The answer must be every line from the entries below that contains "struct".

____ DATA EXTRACT

//! # OCPP Transport
//!
//! Connection abstraction used by the simulated stations. A [`Transport`] is a
//! text-frame pipe that knows whether it is open; incoming frames and
//! lifecycle changes are reported as [`TransportEvent`]s on a channel owned by
//! whoever opened the connection.

pub mod error;
pub mod memory;
pub mod websocket;

pub use error::*;
pub use memory::ChannelTransport;
pub use websocket::WebSocketTransport;

use std::time::Duration;
use uuid::Uuid;

/// Transport configuration
#[derive(Debug, Clone)]
pub struct TransportConfig {
    /// Maximum message size in bytes
    pub max_message_size: usize,
    /// Handshake timeout
    pub connection_timeout: Duration,
    /// Timeout of a single frame write
    pub write_timeout: Duration,
    /// WebSocket sub-protocols offered during the handshake
    pub sub_protocols: Vec<String>,
}

impl Default for TransportConfig {
    fn default() -> Self {
        Self {
            max_message_size: 65536, // 64KB
            connection_timeout: Duration::from_secs(30),
            write_timeout: Duration::from_secs(10),
            sub_protocols: vec!["ocpp1.6".to_string()],
        }
    }
}

/// Connection state
#[derive(Debug, Clone, Copy, PartialEq, Eq)]
pub enum ConnectionState {
    /// Connection is being established
    Connecting,
    /// Connection is established and ready
    Connected,
    /// Connection is being closed
    Closing,
    /// Connection is closed
    Closed,
}

/// Transport event
#[derive(Debug, Clone, PartialEq)]
pub enum TransportEvent {
    /// Connection established
    Opened { connection_id: Uuid },
    /// Text frame received
    Message { connection_id: Uuid, text: String },
    /// Connection closed, by either side
    Closed { connection_id: Uuid, reason: String },
}

/// A message-oriented connection
#[async_trait::async_trait]
pub trait Transport: Send + Sync {
    /// Whether a frame written now would reach the peer
    fn is_open(&self) -> bool {
        self.state() == ConnectionState::Connected
    }

    /// Write a text frame. Any error means the frame was not delivered.
    async fn send_text(&self, text: String) -> TransportResult<()>;

    /// Close the connection
    async fn close(&self) -> TransportResult<()>;

    /// Get connection state
    fn state(&self) -> ConnectionState;

    /// Get connection ID
    fn connection_id(&self) -> Uuid;
}

#[cfg(test)]
mod tests {
    use super::*;

    #[test]
    fn test_default_config_offers_ocpp16() {
        let config = TransportConfig::default();
        assert_eq!(config.sub_protocols, vec!["ocpp1.6".to_string()]);
        assert!(config.write_timeout < config.connection_timeout);
    }
}
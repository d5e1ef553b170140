//! In-process transport backed by a channel
//!
//! Frames written to a [`ChannelTransport`] are delivered to the receiver
//! returned by [`ChannelTransport::new`]. The open flag can be flipped at will,
//! which makes it the transport of choice for exercising outage handling.

use crate::{ConnectionState, Transport, TransportError, TransportResult};
use std::sync::atomic::{AtomicBool, AtomicUsize, Ordering};
use std::sync::Arc;
use tokio::sync::mpsc;
use uuid::Uuid;

pub struct ChannelTransport {
    connection_id: Uuid,
    open: AtomicBool,
    fail_writes: AtomicBool,
    /// 0 means unlimited
    max_message_size: AtomicUsize,
    outbound: mpsc::UnboundedSender<String>,
}

impl ChannelTransport {
    /// Create an open transport and the receiving end of its frames
    pub fn new() -> (Arc<Self>, mpsc::UnboundedReceiver<String>) {
        let (outbound, rx) = mpsc::unbounded_channel();
        let transport = Arc::new(Self {
            connection_id: Uuid::new_v4(),
            open: AtomicBool::new(true),
            fail_writes: AtomicBool::new(false),
            max_message_size: AtomicUsize::new(0),
            outbound,
        });
        (transport, rx)
    }

    pub fn set_open(&self, open: bool) {
        self.open.store(open, Ordering::SeqCst);
    }

    /// Make the next write fail and close the transport, the way a
    /// half-closed socket behaves.
    pub fn fail_writes(&self, fail: bool) {
        self.fail_writes.store(fail, Ordering::SeqCst);
    }

    /// Refuse frames longer than `limit` bytes without closing
    pub fn set_max_message_size(&self, limit: Option<usize>) {
        self.max_message_size
            .store(limit.unwrap_or(0), Ordering::SeqCst);
    }
}

#[async_trait::async_trait]
impl Transport for ChannelTransport {
    async fn send_text(&self, text: String) -> TransportResult<()> {
        if !self.open.load(Ordering::SeqCst) {
            return Err(TransportError::NotReady {
                state: ConnectionState::Closed,
            });
        }
        let limit = self.max_message_size.load(Ordering::SeqCst);
        if limit > 0 && text.len() > limit {
            return Err(TransportError::MessageTooLarge {
                size: text.len(),
                limit,
            });
        }
        if self.fail_writes.load(Ordering::SeqCst) {
            self.open.store(false, Ordering::SeqCst);
            return Err(TransportError::closed("write failed"));
        }
        self.outbound
            .send(text)
            .map_err(|_| TransportError::closed("receiver dropped"))
    }

    async fn close(&self) -> TransportResult<()> {
        self.open.store(false, Ordering::SeqCst);
        Ok(())
    }

    fn state(&self) -> ConnectionState {
        if self.open.load(Ordering::SeqCst) {
            ConnectionState::Connected
        } else {
            ConnectionState::Closed
        }
    }

    fn connection_id(&self) -> Uuid {
        self.connection_id
    }
}

#[cfg(test)]
mod tests {
    use super::*;

    #[tokio::test]
    async fn test_frames_reach_receiver() {
        let (transport, mut rx) = ChannelTransport::new();
        assert!(transport.is_open());

        transport.send_text("[2,\"a\",\"Heartbeat\",{}]".to_string()).await.unwrap();
        assert_eq!(rx.recv().await.unwrap(), "[2,\"a\",\"Heartbeat\",{}]");
    }

    #[tokio::test]
    async fn test_closed_transport_rejects_writes() {
        let (transport, _rx) = ChannelTransport::new();
        transport.set_open(false);

        assert!(!transport.is_open());
        assert!(matches!(
            transport.send_text("x".to_string()).await,
            Err(TransportError::NotReady { .. })
        ));
    }

    #[tokio::test]
    async fn test_failed_write_closes() {
        let (transport, _rx) = ChannelTransport::new();
        transport.fail_writes(true);

        assert!(transport.send_text("x".to_string()).await.is_err());
        assert_eq!(transport.state(), ConnectionState::Closed);
    }

    #[tokio::test]
    async fn test_oversized_frame_refused_while_open() {
        let (transport, mut rx) = ChannelTransport::new();
        transport.set_max_message_size(Some(4));

        assert!(matches!(
            transport.send_text("too long".to_string()).await,
            Err(TransportError::MessageTooLarge { size: 8, limit: 4 })
        ));
        assert!(transport.is_open());
        transport.send_text("ok".to_string()).await.unwrap();
        assert_eq!(rx.recv().await.unwrap(), "ok");
    }
}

________

• SOLUTION FOR THIS PROBLEM
pub struct TransportConfig {
pub struct ChannelTransport {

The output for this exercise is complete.